O the lengths that a mother will go to protect their children. It is a given that Rebekah was acting in defense of Jacob her son, but in doing so she neglected her other child. If she had done nothing, the LORD would have still made the way to keep His promise. To this end, and to every end, the LORD never fails. You get a sense of the loyalty that Rebekah had for Jacob here. She says, “Let your curse be on me, my son; only obey my voice…” Now, I don’t want to give the impression that the blessing and the curse are some kinds of magical incantations that a father deliberates and disseminates to his offspring. And I would not be so naive as to suggest that the human agent has some ability to make a blessing or a curse, or have it stick for that matter. The fact is, that even if Isaac would have blessed Esau instead of Jacob, God would have seen to it that His will was accomplished regardless of what Isaac did. The fact of the matter is that when we have an understanding of what the blessing actually is, it makes more sense. You see, when the patriarchs blessed their oldest, as was the custom, they were essentially passing on the mantle of leadership of the family. Of course, this meant that they would inherit the wealth of the family to carry on stewardship, but it did not hold any sanctifying ramifications to have received the blessing of the father, with one small exception. This particular family is that exception. You see, it was through this family that God promised to bring the Messiah and the Savior of the world to mankind. The line in which the seed passed from generation to generation was a part of Gods providential plan which he would have accomplished despite the “good intentions” of the vessels He used to accomplish it.

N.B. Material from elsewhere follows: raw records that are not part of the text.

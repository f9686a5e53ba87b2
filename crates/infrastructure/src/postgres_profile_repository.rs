use async_trait::async_trait;
use sqlx::{FromRow, PgPool};

use examina_application::{ProfileRecord, ProfileRepository};
use examina_core::{AppError, AppResult};
use examina_domain::next_code;

/// PostgreSQL-backed repository for profile administration.
#[derive(Clone)]
pub struct PostgresProfileRepository {
    pool: PgPool,
}

impl PostgresProfileRepository {
    /// Creates a repository with the provided connection pool.
    #[must_use]
    pub fn new(pool: PgPool) -> Self {
        Self { pool }
    }
}

#[derive(Debug, FromRow)]
struct ProfileRow {
    profile_id: String,
    name: String,
    created_at: String,
    updated_at: String,
}

impl From<ProfileRow> for ProfileRecord {
    fn from(row: ProfileRow) -> Self {
        Self {
            profile_id: row.profile_id,
            name: row.name,
            created_at: row.created_at,
            updated_at: row.updated_at,
        }
    }
}

const PROFILE_COLUMNS: &str = r#"
    profile_id,
    name,
    to_char(created_at AT TIME ZONE 'UTC', 'YYYY-MM-DD"T"HH24:MI:SS"Z"') AS created_at,
    to_char(updated_at AT TIME ZONE 'UTC', 'YYYY-MM-DD"T"HH24:MI:SS"Z"') AS updated_at
"#;

#[async_trait]
impl ProfileRepository for PostgresProfileRepository {
    async fn list_profiles(&self) -> AppResult<Vec<ProfileRecord>> {
        let rows = sqlx::query_as::<_, ProfileRow>(&format!(
            r#"
            SELECT {PROFILE_COLUMNS}
            FROM profiles
            ORDER BY profile_id
            "#
        ))
        .fetch_all(&self.pool)
        .await
        .map_err(|error| AppError::Internal(format!("failed to list profiles: {error}")))?;

        Ok(rows.into_iter().map(ProfileRecord::from).collect())
    }

    async fn find_profile(&self, profile_id: &str) -> AppResult<Option<ProfileRecord>> {
        let row = sqlx::query_as::<_, ProfileRow>(&format!(
            r#"
            SELECT {PROFILE_COLUMNS}
            FROM profiles
            WHERE profile_id = $1
            "#
        ))
        .bind(profile_id)
        .fetch_optional(&self.pool)
        .await
        .map_err(|error| AppError::Internal(format!("failed to find profile: {error}")))?;

        Ok(row.map(ProfileRecord::from))
    }

    async fn profile_name_exists(
        &self,
        name: &str,
        exclude_profile_id: Option<&str>,
    ) -> AppResult<bool> {
        sqlx::query_scalar::<_, bool>(
            r#"
            SELECT EXISTS (
                SELECT 1
                FROM profiles
                WHERE LOWER(name) = LOWER($1)
                    AND ($2::text IS NULL OR profile_id <> $2)
            )
            "#,
        )
        .bind(name)
        .bind(exclude_profile_id)
        .fetch_one(&self.pool)
        .await
        .map_err(|error| AppError::Internal(format!("failed to check profile name: {error}")))
    }

    async fn create_profile(&self, name: &str) -> AppResult<ProfileRecord> {
        let mut transaction = self.pool.begin().await.map_err(|error| {
            AppError::Internal(format!("failed to begin transaction: {error}"))
        })?;

        let last_profile_id = sqlx::query_scalar::<_, String>(
            r#"
            SELECT profile_id
            FROM profiles
            ORDER BY profile_id DESC
            LIMIT 1
            "#,
        )
        .fetch_optional(&mut *transaction)
        .await
        .map_err(|error| {
            AppError::Internal(format!("failed to resolve last profile id: {error}"))
        })?
        .unwrap_or_else(|| "PF0000".to_owned());

        let profile_id = next_code(last_profile_id.as_str());

        let row = sqlx::query_as::<_, ProfileRow>(&format!(
            r#"
            INSERT INTO profiles (profile_id, name)
            VALUES ($1, $2)
            RETURNING {PROFILE_COLUMNS}
            "#
        ))
        .bind(profile_id.as_str())
        .bind(name)
        .fetch_one(&mut *transaction)
        .await
        .map_err(|error| map_profile_conflict(error, name))?;

        transaction.commit().await.map_err(|error| {
            AppError::Internal(format!("failed to commit transaction: {error}"))
        })?;

        Ok(ProfileRecord::from(row))
    }

    async fn rename_profile(&self, profile_id: &str, name: &str) -> AppResult<()> {
        let rows_affected = sqlx::query(
            r#"
            UPDATE profiles
            SET name = $1, updated_at = now()
            WHERE profile_id = $2
            "#,
        )
        .bind(name)
        .bind(profile_id)
        .execute(&self.pool)
        .await
        .map_err(|error| map_profile_conflict(error, name))?
        .rows_affected();

        if rows_affected == 0 {
            return Err(AppError::NotFound(format!(
                "profile '{profile_id}' was not found"
            )));
        }

        Ok(())
    }

    async fn delete_profile(&self, profile_id: &str) -> AppResult<()> {
        let rows_affected = sqlx::query(
            r#"
            DELETE FROM profiles
            WHERE profile_id = $1
            "#,
        )
        .bind(profile_id)
        .execute(&self.pool)
        .await
        .map_err(|error| AppError::Internal(format!("failed to delete profile: {error}")))?
        .rows_affected();

        if rows_affected == 0 {
            return Err(AppError::NotFound(format!(
                "profile '{profile_id}' was not found"
            )));
        }

        Ok(())
    }

    async fn has_access_assignments(&self, profile_id: &str) -> AppResult<bool> {
        sqlx::query_scalar::<_, bool>(
            r#"
            SELECT EXISTS (
                SELECT 1
                FROM profile_menu_access
                WHERE profile_id = $1
            )
            "#,
        )
        .bind(profile_id)
        .fetch_one(&self.pool)
        .await
        .map_err(|error| {
            AppError::Internal(format!("failed to check profile assignments: {error}"))
        })
    }
}

fn map_profile_conflict(error: sqlx::Error, name: &str) -> AppError {
    if let sqlx::Error::Database(database_error) = &error
        && database_error.code().as_deref() == Some("23505")
    {
        return AppError::Conflict(format!("profile name '{name}' is already in use"));
    }

    AppError::Internal(format!("failed to persist profile: {error}"))
}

On another note, I want to point out here the danger of favoritism again. I understand the depths that a mother will go to protect her children, but when they are protecting and supporting that one child over another, even when they feel it is God’s will that they do so, and while it may seem expedient for them to do so, it is never right to sin in order to accomplish the greater good. People ask about those wonderful people like Corrie ten Boom and her family, who at the risk of their own lives hid Jewish Refugees during the Second World War? No doubt, they practice deceit against a terrible enemy who sought to destroy innocent lives and exterminate the Jewish people altogether. They deceived the Nazi’s for a greater cause, did they not? And of course, there is the history of the Hebrew midwives during the times of Moses who deceived Pharoah by claiming that the Hebrew women would deliver before they could execute the children. Or what about Rahab who hid the two spies from their pursuers? There are many cases like these where the greater good would seem to be better served by deceit. So, were Rebekah and Jacob in the right? Well, as we shall see moving forward, they get away with the lie, but this does not mean there are no consequences for the sin.

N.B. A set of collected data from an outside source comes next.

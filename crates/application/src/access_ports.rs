use std::collections::BTreeMap;

use async_trait::async_trait;

use examina_core::AppResult;
use examina_domain::{
    AccessMergeStats, MenuCatalogRow, MenuItem, NavigationMenu, PermissionEntry,
    ProfileAccessState,
};

/// Repository port over the navigation catalog and the per-profile override
/// tables.
#[async_trait]
pub trait AccessRepository: Send + Sync {
    /// Lists the full menu catalog in stored position order.
    async fn list_menus(&self) -> AppResult<Vec<MenuItem>>;

    /// Returns the left-joined (menu, submenu) catalog rows in stored
    /// position order.
    async fn menu_catalog(&self) -> AppResult<Vec<MenuCatalogRow>>;

    /// Returns all permissions currently eligible for assignment.
    async fn active_permissions(&self) -> AppResult<Vec<PermissionEntry>>;

    /// Loads one profile's override rows across the three access tables.
    async fn profile_access_state(&self, profile_id: &str) -> AppResult<ProfileAccessState>;

    /// Reconciles a submitted `{id: enabled}` map against the profile's
    /// stored overrides inside one transaction.
    ///
    /// Only changed rows are written; entries whose catalog reference cannot
    /// be resolved are skipped without failing the call. Any storage error
    /// rolls the whole merge back. Concurrent merges for the same profile
    /// are not serialized against each other: both load before either
    /// writes, and the last writer wins.
    async fn merge_access(
        &self,
        profile_id: &str,
        desired: &BTreeMap<String, bool>,
    ) -> AppResult<AccessMergeStats>;

    /// Returns the configured navigation menus for one profile, grouped
    /// with their submenus in catalog order.
    async fn navigation_for_profile(&self, profile_id: &str) -> AppResult<Vec<NavigationMenu>>;
}
use axum::Json;
use axum::extract::{Path, State};
use axum::http::StatusCode;

use crate::dto::{CreateProfileRequest, ProfileResponse, RenameProfileRequest};
use crate::error::ApiResult;
use crate::state::AppState;

pub async fn list_profiles_handler(
    State(state): State<AppState>,
) -> ApiResult<Json<Vec<ProfileResponse>>> {
    let profiles = state
        .profile_service
        .list_profiles()
        .await?
        .into_iter()
        .map(ProfileResponse::from)
        .collect();

    Ok(Json(profiles))
}

pub async fn create_profile_handler(
    State(state): State<AppState>,
    Json(payload): Json<CreateProfileRequest>,
) -> ApiResult<(StatusCode, Json<ProfileResponse>)> {
    let profile = state
        .profile_service
        .create_profile(payload.name.as_str())
        .await?;

    Ok((StatusCode::CREATED, Json(ProfileResponse::from(profile))))
}

pub async fn rename_profile_handler(
    State(state): State<AppState>,
    Path(profile_id): Path<String>,
    Json(payload): Json<RenameProfileRequest>,
) -> ApiResult<StatusCode> {
    state
        .profile_service
        .rename_profile(profile_id.as_str(), payload.name.as_str())
        .await?;

    Ok(StatusCode::NO_CONTENT)
}

pub async fn delete_profile_handler(
    State(state): State<AppState>,
    Path(profile_id): Path<String>,
) -> ApiResult<StatusCode> {
    state
        .profile_service
        .delete_profile(profile_id.as_str())
        .await?;

    Ok(StatusCode::NO_CONTENT)
}
//! Domain entities and invariants for the Examina access-control service.

#![forbid(unsafe_code)]

mod access;
mod merge;
mod navigation;
mod profile;
mod tree;

pub use access::{
    AccessItemKind, MenuCatalogRow, MenuItem, PermissionEntry, ProfileAccessState,
};
pub use merge::{
    AccessMergePlan, AccessMergeStats, MenuOverrideRow, OverrideStateChange, PermissionOverrideRow,
    PermissionParents, SubmenuOverrideRow, plan_access_merge,
};
pub use navigation::{NavigationItem, NavigationMenu, NavigationRow, group_navigation_rows};
pub use profile::{ADMIN_PROFILE_ID, is_admin_profile, next_code};
pub use tree::{AccessTreeNode, build_access_tree};
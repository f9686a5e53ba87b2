use std::collections::BTreeMap;

use async_trait::async_trait;
use sqlx::{FromRow, PgPool};

use examina_application::AccessRepository;
use examina_core::AppResult;
use examina_domain::{
    AccessMergeStats, MenuCatalogRow, MenuItem, NavigationMenu, PermissionEntry,
    ProfileAccessState,
};

mod catalog;
mod merge;
mod overrides;

#[cfg(test)]
mod tests;

/// PostgreSQL-backed repository for the navigation catalog and the
/// per-profile override tables.
#[derive(Clone)]
pub struct PostgresAccessRepository {
    pool: PgPool,
}

impl PostgresAccessRepository {
    /// Creates a repository with the provided connection pool.
    #[must_use]
    pub fn new(pool: PgPool) -> Self {
        Self { pool }
    }
}

#[derive(Debug, FromRow)]
struct MenuRow {
    menu_id: String,
    label: String,
    icon: String,
    route: String,
    extra_routes: Option<String>,
    position: i32,
}

#[derive(Debug, FromRow)]
struct MenuCatalogJoinRow {
    menu_id: String,
    menu_label: String,
    submenu_id: Option<String>,
    submenu_label: Option<String>,
}

#[derive(Debug, FromRow)]
struct PermissionRow {
    permission_id: String,
    menu_id: String,
    submenu_id: Option<String>,
    label: String,
    description: Option<String>,
}

#[derive(Debug, FromRow)]
struct OverrideFlagRow {
    id: String,
    enabled: bool,
}

#[derive(Debug, FromRow)]
struct SubmenuParentRow {
    submenu_id: String,
    menu_id: String,
}

#[derive(Debug, FromRow)]
struct PermissionParentRow {
    permission_id: String,
    menu_id: String,
    submenu_id: Option<String>,
}

#[derive(Debug, FromRow)]
struct NavigationJoinRow {
    menu_id: String,
    menu_label: String,
    icon: String,
    route: String,
    extra_routes: Option<String>,
    enabled: bool,
    submenu_id: Option<String>,
    submenu_label: Option<String>,
    submenu_icon: Option<String>,
    submenu_route: Option<String>,
}

#[async_trait]
impl AccessRepository for PostgresAccessRepository {
    async fn list_menus(&self) -> AppResult<Vec<MenuItem>> {
        self.list_menus_impl().await
    }

    async fn menu_catalog(&self) -> AppResult<Vec<MenuCatalogRow>> {
        self.menu_catalog_impl().await
    }

    async fn active_permissions(&self) -> AppResult<Vec<PermissionEntry>> {
        self.active_permissions_impl().await
    }

    async fn profile_access_state(&self, profile_id: &str) -> AppResult<ProfileAccessState> {
        self.profile_access_state_impl(profile_id).await
    }

    async fn merge_access(
        &self,
        profile_id: &str,
        desired: &BTreeMap<String, bool>,
    ) -> AppResult<AccessMergeStats> {
        self.merge_access_impl(profile_id, desired).await
    }

    async fn navigation_for_profile(&self, profile_id: &str) -> AppResult<Vec<NavigationMenu>> {
        self.navigation_for_profile_impl(profile_id).await
    }
}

[Gen 27:14 NKJV] And he went and got [them] and brought [them] to his mother, and his mother made savory food, such as his father loved.

So, Jacob is all in at this point and does as his mother commands and goes and gets the savory the ingredients for the savory food that his father so enjoyed.

[Gen 27:15 NKJV] Then Rebekah took the choice clothes of her elder son Esau, which [were] with her in the house, and put them on Jacob her younger son.
[Gen 27:16 NKJV] And she put the skins of the kids of the goats on his hands and on the smooth part of his neck.
[Gen 27:17 NKJV] Then she gave the savory food and the bread, which she had prepared, into the hand of her son Jacob.

Now begins the masquerade. Rebekah and Jacob both knowing that it would be impossible to pass Jacob off as Esau come up with an elaborate disguise. Dressed in his brother’s clothing and outfitted with what I can only imagine was a crazy looking get up, complete with gloves and goat hair in all the right places, Jacob enters into his father’s place and puts on the act of his life. We have to keep in mind that the clothing would have likely been heavier than the leisurely clothing that Jacob would have worn, as Esau would have had a practical need to more durable clothing spending his time in the field hunting and such; whereas, Jacob spent his time “keeping house” so to speak. The clothing would have had the smell of the field and perhaps even the blood of animals, after all, it was not like they had any Downey or Tide back then. And though Isaac was nearly blind, there was one issue that Jacob would have to overcome, that being his voice. And so he enters in and charade begins.

[Gen 27:18 NKJV] So he went to his father and said, “My father.” And he said, “Here I am. Who [are] you, my son?”
[Gen 27:19 NKJV] Jacob said to his father, “I [am] Esau your firstborn; I have done just as you told me; please arise, sit and eat of my game, that your soul may bless me.”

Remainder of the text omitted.